An example: say you want to scale the player from 60% to 100% on a walkable area stretching from 10 to 290.
(100-60) / (290-10) = 40 / 280 = 1/7.
Thus:
player.Scaling = (player.x - 10)/7 + 60;
About the second part of your question, I'm not sure what you're after, could you explain a bit more?
Quote from: Khris on Sun 27/12/2009 23:29:07
You have to do it manually. In the room's before fadein event, call player.ManualScaling = true;, then set the scaling in the room's repeatedly execute.
An example: say you want to scale the player from 60% to 100% on a walkable area stretching from 10 to 290.
(100-60) / (290-10) = 40 / 280 = 1/7.
Thus:
player.Scaling = (player.x - 10)/7 + 60;
About the second part of your question, I'm not sure what you're after, could you explain a bit more?
thanks, I'll try that.
What I mean when I say two walkable areas, is that if I were to scale left to right using a normal walkable area, I would want one area on if certain conditions were met. With your code, all I will have to do is have that code activate when those conditions are met.

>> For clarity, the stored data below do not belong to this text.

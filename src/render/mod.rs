//! Output stage: turn a sealed [`Collection`] into files.
//!
//! Rendering is pluggable through the [`Renderer`] trait. Two renderers ship
//! with quire:
//!
//! | Renderer | Output |
//! |---|---|
//! | [`ManifestRenderer`] | `collection.json` for an external site generator |
//! | [`HtmlRenderer`] | a small static site: article pages, index, tag pages |
//!
//! Renderers only read the collection; they never change which documents
//! are published.

mod html;
mod manifest;

pub use html::HtmlRenderer;
pub use manifest::{MANIFEST_FILENAME, ManifestRenderer};

use crate::index::Collection;
use std::path::Path;
use thiserror::Error;

#[derive(Error, Debug)]
pub enum RenderError {
    #[error("IO error: {0}")]
    Io(#[from] std::io::Error),
    #[error("JSON error: {0}")]
    Json(#[from] serde_json::Error),
    #[error("Output {path} would be written by both {first} and {second}")]
    OutputCollision {
        path: String,
        first: String,
        second: String,
    },
}

/// What a renderer wrote, as output-relative `/`-separated paths.
#[derive(Debug, Clone, Default, PartialEq, Eq)]
pub struct RenderSummary {
    /// Generated files, in the order they were written.
    pub pages: Vec<String>,
    /// Content assets copied through unchanged.
    pub assets: Vec<String>,
}

pub trait Renderer {
    /// Short name shown in CLI output.
    fn name(&self) -> &'static str;

    /// Write the collection below `out_dir`, creating it if needed.
    fn render(&self, collection: &Collection, out_dir: &Path) -> Result<RenderSummary, RenderError>;
}
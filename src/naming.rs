//! Centralized derivation of document ids and URL slugs.
//!
//! ## Document ids
//!
//! A document's id is its content-root-relative path with the extension
//! removed, always `/`-separated regardless of platform:
//!
//! - `posts/clean-architecture.md` → `posts/clean-architecture`
//! - `posts/ddd/index.md` → `posts/ddd` (page bundle)
//! - `_index.md` → `index`
//!
//! The bundle rule means `posts/ddd.md` and `posts/ddd/index.md` map to the
//! same id. The indexer rejects that as a duplicate rather than guessing which
//! file is meant.
//!
//! ## Slugs
//!
//! Tags end up in URLs (`tags/<slug>/`), so [`slugify`] lowercases them and
//! replaces anything that is not ASCII alphanumeric with dashes:
//! - `Domain-Driven Design` → `domain-driven-design`
//! - `C#` → `c`

use crate::types::DocumentId;
use std::path::{Component, Path};

/// Stems that name a directory bundle rather than a page of their own.
const BUNDLE_STEMS: &[&str] = &["index", "_index"];

/// Render a relative path with `/` separators.
pub fn to_slash(path: &Path) -> String {
    path.components()
        .filter_map(|c| match c {
            Component::Normal(part) => Some(part.to_string_lossy().into_owned()),
            _ => None,
        })
        .collect::<Vec<_>>()
        .join("/")
}

/// Derive a document id from a content-root-relative source path.
pub fn document_id(rel_path: &Path) -> DocumentId {
    let stem = rel_path
        .file_stem()
        .map(|s| s.to_string_lossy().into_owned())
        .unwrap_or_default();
    let parent = rel_path.parent().map(to_slash).unwrap_or_default();

    if BUNDLE_STEMS.contains(&stem.as_str()) {
        if parent.is_empty() {
            return DocumentId::new("index");
        }
        return DocumentId::new(parent);
    }

    if parent.is_empty() {
        DocumentId::new(stem)
    } else {
        DocumentId::new(format!("{parent}/{stem}"))
    }
}

const MAX_SLUG_LEN: usize = 80;

/// Turn a display string into a lowercase URL slug.
///
/// - Replaces non-alphanumeric characters with dashes
/// - Collapses consecutive dashes into one
/// - Strips leading and trailing dashes
/// - Truncates to `MAX_SLUG_LEN` characters (breaks at last dash before limit)
pub fn slugify(text: &str) -> String {
    let mut collapsed = String::with_capacity(text.len());
    let mut prev_dash = false;
    for c in text.chars() {
        if c.is_ascii_alphanumeric() {
            collapsed.push(c.to_ascii_lowercase());
            prev_dash = false;
        } else if !prev_dash {
            collapsed.push('-');
            prev_dash = true;
        }
    }

    let trimmed = collapsed.trim_matches('-');

    if trimmed.len() <= MAX_SLUG_LEN {
        trimmed.to_string()
    } else {
        let truncated = &trimmed[..MAX_SLUG_LEN];
        match truncated.rfind('-') {
            Some(pos) => truncated[..pos].to_string(),
            None => truncated.to_string(),
        }
    }
}

#[cfg(test)]
mod tests {
    use super::*;

    #[test]
    fn id_strips_extension() {
        let id = document_id(Path::new("posts/clean-architecture.md"));
        assert_eq!(id.as_str(), "posts/clean-architecture");
    }

    #[test]
    fn id_at_root() {
        assert_eq!(document_id(Path::new("about.md")).as_str(), "about");
    }

    #[test]
    fn id_collapses_bundle_index() {
        assert_eq!(document_id(Path::new("posts/ddd/index.md")).as_str(), "posts/ddd");
        assert_eq!(document_id(Path::new("posts/_index.markdown")).as_str(), "posts");
    }

    #[test]
    fn id_root_index() {
        assert_eq!(document_id(Path::new("_index.md")).as_str(), "index");
        assert_eq!(document_id(Path::new("index.md")).as_str(), "index");
    }

    #[test]
    fn bundle_and_flat_file_collide() {
        assert_eq!(
            document_id(Path::new("posts/ddd.md")),
            document_id(Path::new("posts/ddd/index.md"))
        );
    }

    #[test]
    fn id_keeps_dots_inside_stem() {
        let id = document_id(Path::new("notes/v1.2-release.md"));
        assert_eq!(id.as_str(), "notes/v1.2-release");
    }

    #[test]
    fn to_slash_drops_current_dir() {
        assert_eq!(to_slash(Path::new("./a/b.md")), "a/b.md");
    }

    #[test]
    fn slugify_basic() {
        assert_eq!(slugify("Domain-Driven Design"), "domain-driven-design");
    }

    #[test]
    fn slugify_collapses_punctuation() {
        assert_eq!(slugify("  Error -- Handling!! "), "error-handling");
    }

    #[test]
    fn slugify_symbol_only_suffix() {
        assert_eq!(slugify("C#"), "c");
    }

    #[test]
    fn slugify_truncates_at_dash() {
        let long = "word ".repeat(30);
        let slug = slugify(&long);
        assert!(slug.len() <= MAX_SLUG_LEN);
        assert!(!slug.ends_with('-'));
        assert!(slug.starts_with("word-word"));
    }
}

You can't have overlapping walkable areas, but all you'd have to do is change the area's scaling (if horizontal scaling was possible).
Although you can't have overlapping walkable areas, you are already using manual scaling so you could use the walkable area's scaling level as a variable to determine which functionality it should give. For example if you want the horizontal scaling initially turned off you could set the scaling level for the area to 0 in the editor. Then when you want to activate the horizontal scaling you could do:
// activate horizontal scaling
SetAreaScaling(WALKABLE_AREA_ID, 5, 5);
And then change the rep_ex code to something such as:
// room rep_ex
player.Scaling = 100; // restore normal scaling if not on the area
if (GetScalingAt(player.x, player.y) == 5) player.Scaling = (player.x - 10) / 7 + 60;
Per the manual SetAreaScaling accepts values from 5 to 200 so logically if you're using manual scaling then that could give you variables to indicate up to 196 different (virtual) walkable areas for the same actual area. That would mean that every character and object in the area would have to be using manual scaling, but it could work.